ГИДРОКСИПИРИДИНА АСКОРБИНАТ ПОВЫШАЕТ ВЫЖИВАЕМОСТЬ НЕЙРОНОВ ГОЛОВНОГО МОЗГА

Abstract

In this work, the cytoprotective effect of the original substance 3-hydroxypyridine ascorbate (3-EA) was studied. Cells for mixed cortical neuroglial culture were isolated from the brain (GM) of neonatal NMRI mice. The cell density in culture was adjusted to 15000 cells per 1 cm2. For experiments, 10-day-old cultures were used. To register the intracellular concentration of calcium ions ([Ca2+]i), cells were loaded with an intracellular fluorescent probe Fura-2AM dissolved in Hanks solution at a concentration of 4 μM, followed by 40-minute incubation at a temperature of 370C. Cells were washed three times before the experiment. Potassium chloride was applied to identify neurons, and short-term addition of ATP to the medium was used to detect glial cells (astrocytes).
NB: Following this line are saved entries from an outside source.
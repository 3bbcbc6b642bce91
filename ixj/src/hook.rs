//! Hookswitch reader.
//!
//! Each card family reports the hookswitch differently: the ISA PhoneJACK
//! through a DSP GPIO pin, the SLIC-based cards through the PLD, and the
//! PCMCIA PhoneCARD through its cable sense register. On top of the raw bit
//! the reader debounces hook flashes and derives the "dialtone available"
//! bit from the selected port.

use ixj_pac::register::{CableType, DaaMode, SlicState};
use log::debug;

use crate::board::{Board, Pld};
use crate::clock::Tick;
use crate::error::Result;
use crate::event::{EventQueue, PhoneEvent};
use crate::ring;

#[derive(Copy, Clone, Debug, PartialEq, Eq)]
pub enum CardKind {
    /// ISA Internet PhoneJACK.
    PhoneJack,
    /// Internet LineJACK, with a DAA for the PSTN port.
    LineJack,
    PhoneJackLite,
    PhoneJackPci,
    /// PCMCIA Internet PhoneCARD.
    PhoneCard,
}

impl CardKind {
    pub fn has_pstn(self) -> bool {
        self == CardKind::LineJack
    }
}

#[derive(Copy, Clone, Debug, PartialEq, Eq)]
pub enum Port {
    Pots,
    Pstn,
    Speaker,
    Handset,
}

/// Bit 0 off-hook, bit 1 dialtone available.
#[derive(Copy, Clone, Debug, Default, PartialEq, Eq)]
pub struct HookBits(u8);

impl HookBits {
    pub const OFF_HOOK: u8 = 0x01;
    pub const DIALTONE: u8 = 0x02;

    pub fn new(off_hook: bool, dialtone: bool) -> Self {
        let mut bits = 0;
        if off_hook {
            bits |= Self::OFF_HOOK;
        }
        if dialtone {
            bits |= Self::DIALTONE;
        }
        Self(bits)
    }

    pub fn off_hook(self) -> bool {
        self.0 & Self::OFF_HOOK != 0
    }

    pub fn dialtone(self) -> bool {
        self.0 & Self::DIALTONE != 0
    }

    pub fn bits(self) -> u8 {
        self.0
    }
}

/// What the reader needs to know about the rest of the card.
#[derive(Copy, Clone, Debug)]
pub struct HookContext {
    pub port: Port,
    pub ringing: bool,
    /// LineJACK routing POTS to PSTN with the device open.
    pub pots_pstn: bool,
    pub daa_mode: DaaMode,
}

pub struct HookReader {
    flash_window: u32,
    r_hook: bool,
    p_hook: bool,
    checkwait: Option<Tick>,
    flash_end: Option<Tick>,
    cable_present: bool,
    cable_type: CableType,
}

impl HookReader {
    /// `flash_window` in ticks.
    pub fn new(flash_window: u32) -> Self {
        Self {
            flash_window,
            r_hook: false,
            p_hook: false,
            checkwait: None,
            flash_end: None,
            cable_present: false,
            cable_type: CableType::Unknown,
        }
    }

    pub fn cable(&self) -> Option<CableType> {
        self.cable_present.then_some(self.cable_type)
    }

    pub fn read(
        &mut self,
        board: &Board,
        pld: &mut Pld,
        ctx: &HookContext,
        now: Tick,
        events: &mut EventQueue,
    ) -> Result<HookBits> {
        let mut off_hook = self.raw(board, pld, ctx, now)?;

        if off_hook != self.r_hook {
            self.r_hook = off_hook;
            match ctx.port {
                Port::Speaker | Port::Handset => events.raise(PhoneEvent::Hookstate(off_hook)),
                _ if !off_hook => self.flash_end = Some(now.offset(self.flash_window)),
                _ => {}
            }
        }

        let in_flash_window = self.flash_end.map_or(false, |end| now.is_before(end));
        if off_hook {
            if in_flash_window {
                debug!("hook flash");
                events.raise(PhoneEvent::Flash);
                self.flash_end = None;
            }
        } else if in_flash_window {
            off_hook = true;
        }

        let dialtone = match ctx.port {
            Port::Pstn => ctx.daa_mode == DaaMode::Conversation,
            Port::Speaker => match board.kind {
                CardKind::PhoneCard => self.cable_present && self.cable_type != CableType::Unknown,
                _ => true,
            },
            Port::Handset => true,
            Port::Pots => false,
        };

        Ok(HookBits::new(off_hook, dialtone))
    }

    fn raw(&mut self, board: &Board, pld: &mut Pld, ctx: &HookContext, now: Tick) -> Result<bool> {
        match board.kind {
            CardKind::PhoneJack => Ok(board.dsp.gpio_read()?.gpio3()),
            CardKind::PhoneCard => Ok(self.cable_check(board)),
            kind => {
                let xilinx = board.xilinx();
                let slicr = xilinx.slicr().read();

                if kind == CardKind::LineJack && ctx.pots_pstn {
                    let mut off_hook = slicr.potspstn();
                    if off_hook != self.p_hook {
                        let since = *self.checkwait.get_or_insert(now);
                        if now.is_before(since.offset(2)) {
                            off_hook = !off_hook;
                        } else {
                            self.checkwait = None;
                        }
                        self.p_hook = off_hook;
                    }
                    return Ok(off_hook);
                }

                match slicr.state() {
                    SlicState::Active | SlicState::Standby => {
                        if ctx.ringing && board.slic_state() == Some(SlicState::Ringing) {
                            ring::ringer_on(board, pld)?;
                        }
                        if kind == CardKind::PhoneJackPci {
                            Ok(xilinx.scrr().read().det())
                        } else {
                            Ok(slicr.det())
                        }
                    }
                    _ => Ok(false),
                }
            }
        }
    }

    fn cable_check(&mut self, board: &Board) -> bool {
        let xilinx = board.xilinx();
        let pccr1 = xilinx.pccr1().read();
        if pccr1.drf() {
            if self.cable_present {
                debug!("PhoneCARD cable removed");
            }
            self.cable_present = false;
            self.cable_type = CableType::Unknown;
            return false;
        }

        if !self.cable_present || self.cable_type != pccr1.cable() {
            debug!("PhoneCARD cable: {:?}", pccr1.cable());
        }
        self.cable_present = true;
        self.cable_type = pccr1.cable();
        xilinx.pslic().read().det()
    }
}

#[cfg(test)]
mod tests {
    use super::*;

    use std::sync::Arc;

    use crate::clock::{Clock, ManualClock, SharedClock};
    use crate::sim::SimCard;

    const DSP: u16 = 0x300;
    const XILINX: u16 = 0x310;

    fn setup(kind: CardKind) -> (Arc<SimCard>, Arc<ManualClock>, Board) {
        let sim = Arc::new(SimCard::new(kind, DSP, XILINX));
        let clock = Arc::new(ManualClock::new(1000));
        let shared: SharedClock = clock.clone();
        let board = Board::new(kind, sim.clone(), DSP, XILINX, shared, 600);
        (sim, clock, board)
    }

    fn ctx(port: Port) -> HookContext {
        HookContext {
            port,
            ringing: false,
            pots_pstn: false,
            daa_mode: DaaMode::Sleep,
        }
    }

    #[test]
    fn slic_active_with_detect_is_off_hook() {
        let (sim, clock, board) = setup(CardKind::LineJack);
        let mut pld = Pld::default();
        let mut events = EventQueue::default();
        let mut reader = HookReader::new(600);

        pld.set_slic_state(&board, SlicState::Active);
        sim.set_off_hook(true);

        let bits = reader.read(&board, &mut pld, &ctx(Port::Pots), clock.now(), &mut events).unwrap();
        assert!(bits.off_hook());
        assert!(!bits.dialtone());

        let bits = reader.read(&board, &mut pld, &ctx(Port::Speaker), clock.now(), &mut events).unwrap();
        assert!(bits.off_hook());
        assert!(bits.dialtone());
    }

    #[test]
    fn slic_in_other_states_reads_on_hook() {
        let (sim, clock, board) = setup(CardKind::PhoneJackLite);
        let mut pld = Pld::default();
        let mut events = EventQueue::default();
        let mut reader = HookReader::new(600);

        pld.set_slic_state(&board, SlicState::OpenCircuit);
        sim.set_off_hook(true);

        let bits = reader.read(&board, &mut pld, &ctx(Port::Pots), clock.now(), &mut events).unwrap();
        assert!(!bits.off_hook());
    }

    #[test]
    fn short_on_hook_blip_is_a_flash() {
        let (sim, clock, board) = setup(CardKind::PhoneJackPci);
        let mut pld = Pld::default();
        let mut events = EventQueue::default();
        let mut reader = HookReader::new(600);
        pld.set_slic_state(&board, SlicState::Active);

        sim.set_off_hook(true);
        assert!(reader.read(&board, &mut pld, &ctx(Port::Pots), clock.now(), &mut events).unwrap().off_hook());

        // Hung up briefly: still reported off-hook inside the window.
        sim.set_off_hook(false);
        clock.advance(10);
        assert!(reader.read(&board, &mut pld, &ctx(Port::Pots), clock.now(), &mut events).unwrap().off_hook());

        clock.advance(200);
        sim.set_off_hook(true);
        assert!(reader.read(&board, &mut pld, &ctx(Port::Pots), clock.now(), &mut events).unwrap().off_hook());
        assert!(events.take_exceptions().flash);
    }

    #[test]
    fn long_on_hook_is_a_hang_up() {
        let (sim, clock, board) = setup(CardKind::LineJack);
        let mut pld = Pld::default();
        let mut events = EventQueue::default();
        let mut reader = HookReader::new(600);
        pld.set_slic_state(&board, SlicState::Active);

        sim.set_off_hook(true);
        reader.read(&board, &mut pld, &ctx(Port::Pots), clock.now(), &mut events).unwrap();
        sim.set_off_hook(false);
        reader.read(&board, &mut pld, &ctx(Port::Pots), clock.now(), &mut events).unwrap();

        clock.advance(601);
        let bits = reader.read(&board, &mut pld, &ctx(Port::Pots), clock.now(), &mut events).unwrap();
        assert!(!bits.off_hook());
        assert!(!events.take_exceptions().flash);
    }

    #[test]
    fn handset_transitions_raise_hookstate_immediately() {
        let (sim, clock, board) = setup(CardKind::LineJack);
        let mut pld = Pld::default();
        let mut events = EventQueue::default();
        let mut reader = HookReader::new(600);
        pld.set_slic_state(&board, SlicState::Standby);

        sim.set_off_hook(true);
        let bits = reader.read(&board, &mut pld, &ctx(Port::Handset), clock.now(), &mut events).unwrap();
        assert!(bits.off_hook());
        assert!(bits.dialtone());
        assert_eq!(events.pending(), &[PhoneEvent::Hookstate(true)]);
    }

    #[test]
    fn pots_pstn_loop_is_debounced() {
        let (sim, clock, board) = setup(CardKind::LineJack);
        let mut pld = Pld::default();
        let mut events = EventQueue::default();
        let mut reader = HookReader::new(600);
        let mut c = ctx(Port::Pots);
        c.pots_pstn = true;

        sim.set_pots_pstn_loop(true);
        assert!(!reader.read(&board, &mut pld, &c, clock.now(), &mut events).unwrap().off_hook());
        clock.advance(1);
        assert!(!reader.read(&board, &mut pld, &c, clock.now(), &mut events).unwrap().off_hook());
        clock.advance(1);
        assert!(reader.read(&board, &mut pld, &c, clock.now(), &mut events).unwrap().off_hook());
    }

    #[test]
    fn phonejack_reads_gpio3() {
        let (sim, clock, board) = setup(CardKind::PhoneJack);
        let mut pld = Pld::default();
        let mut events = EventQueue::default();
        let mut reader = HookReader::new(600);

        sim.set_off_hook(true);
        assert!(reader.read(&board, &mut pld, &ctx(Port::Pots), clock.now(), &mut events).unwrap().off_hook());
    }

    #[test]
    fn phonecard_speaker_dialtone_needs_a_typed_cable() {
        let (sim, clock, board) = setup(CardKind::PhoneCard);
        let mut pld = Pld::default();
        let mut events = EventQueue::default();
        let mut reader = HookReader::new(600);

        let bits = reader.read(&board, &mut pld, &ctx(Port::Speaker), clock.now(), &mut events).unwrap();
        assert!(!bits.dialtone());
        assert_eq!(reader.cable(), None);

        sim.set_cable(Some(CableType::Speaker));
        sim.set_off_hook(true);
        let bits = reader.read(&board, &mut pld, &ctx(Port::Speaker), clock.now(), &mut events).unwrap();
        assert!(bits.dialtone());
        assert!(bits.off_hook());
        assert_eq!(reader.cable(), Some(CableType::Speaker));
    }
}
Cell cultures of the mouse cerebral cortex were preincubated for 24 hours with various concentrations (10, 50 and 100 μM) of 3-EA. The amplitude and shape of calcium responses were determined under conditions of oxygen-glucose deprivation (oxygen-glucose deprivation, OGD) and glutamatergic excitotoxicity (GluTox). Using fluorescence microscopy, cell viability tests, and PCR analysis, 3-EA has been shown to dose-dependently inhibit cortical cell death under glutamate excitotoxicity and ischemia/reoxygenation. Preincubation of cerebral cortex cells with 3-EA in the concentration range of 10–100 μM leads to a significant inhibition of the increase in Ca2+ ions in the cytosol ([Ca2+]i) of neurons and astrocytes in modeling glutamate excitotoxicity (GluTox) and oxygen-glucose deprivation (OGD). Decreasing [Ca2+]i and establishing a lower baseline [Ca2+]i inhibits necrotic cell death in an acute experiment.